Рандер бежал уже задыхаясь. Он чувствовал, что силы его тают, но вместе с тем уменьшалась и опасность.
Сзади, правда, еще доносились отдельные выкрики: «Хальт! Хальт!» Но они исчезали в отдалении, словно хриплый лай задохшегося от бега пса.
Кругом темнели редкие молодые сосны, под ногами шуршал вереск. Он старался держаться в тени деревьев, и ему из-за этого приходилось слегка петлять. Шуршание вереска казалось ему предательски громким.
Впереди на небо ложился отсвет городских огней. И на этом светлом фоне резко выделялась темная прямая линия железнодорожной насыпи. Местность здесь понижалась, поэтому насыпь казалась особенно высокой.
«Только бы перебраться через нее!» — думал Рандер.
Это была как бы пограничная линия между большей и меньшей опасностью. По ту сторону линии как бы начинался другой мир, где, казалось, можно уже перевести дух.
Близ насыпи легче было передвигаться — на ее темном фоне трудно было бы различить человека. Поэтому он повернул направо и некоторое время бежал в этом направлении. К тому же он почувствовал под ногами тропинку, хотя и не видел ее.

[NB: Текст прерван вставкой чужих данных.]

use quadspin_engine::device::GpuInit;
use quadspin_engine::logging::{init_logging, LoggingConfig};
use quadspin_engine::window::{Runtime, RuntimeConfig};
use quadspin_scene::{SceneConfig, SpinningSquare};

fn main() -> anyhow::Result<()> {
    init_logging(LoggingConfig::default());

    let scene_config = SceneConfig::from_env();
    log::info!("assets from {}", scene_config.asset_root.display());

    let runtime_config = RuntimeConfig {
        title: "Spinning Square".to_string(),
        ..RuntimeConfig::default()
    };

    // Colors are authored for a non-sRGB canvas; don't let the surface re-encode them.
    let gpu_init = GpuInit {
        prefer_srgb: false,
        ..GpuInit::default()
    };

    Runtime::run(runtime_config, gpu_init, SpinningSquare::new(scene_config))
}
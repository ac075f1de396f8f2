//! Color types shared between the runtime and renderers.

pub mod color;

pub use color::Color;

Но ему во что бы то ни стало нужно было перебраться через насыпь, чтобы почувствовать себя хоть немного увереннее. Тут-то и заключалась опасность. Пригнувшись, он поднялся до половины насыпи, затем лег на землю и пополз. Песок и щебень заскрежетали под ним. Очутившись наверху, он тесно прижался к земле и протащил свое тело через рельсы. Хватаясь за них руками, он ощутил их скользкий холод. И уши его уловили гул, доносившийся по рельсам. Быть может, звук далекого поезда…
Как раз на этой прямой, словно стрела, линии он был виден с какого угодно расстояния, даже крадущаяся кошка не укрылась бы здесь. Но, к счастью, он лишь две-три секунды оставался в этом опасном положении.
Он сразу спустил ноги на другую сторону насыпи. Тут он задержался на минутку, прижав подбородок к концу шпалы, и поверх рельсов взглянул в том направлении, откуда пришел.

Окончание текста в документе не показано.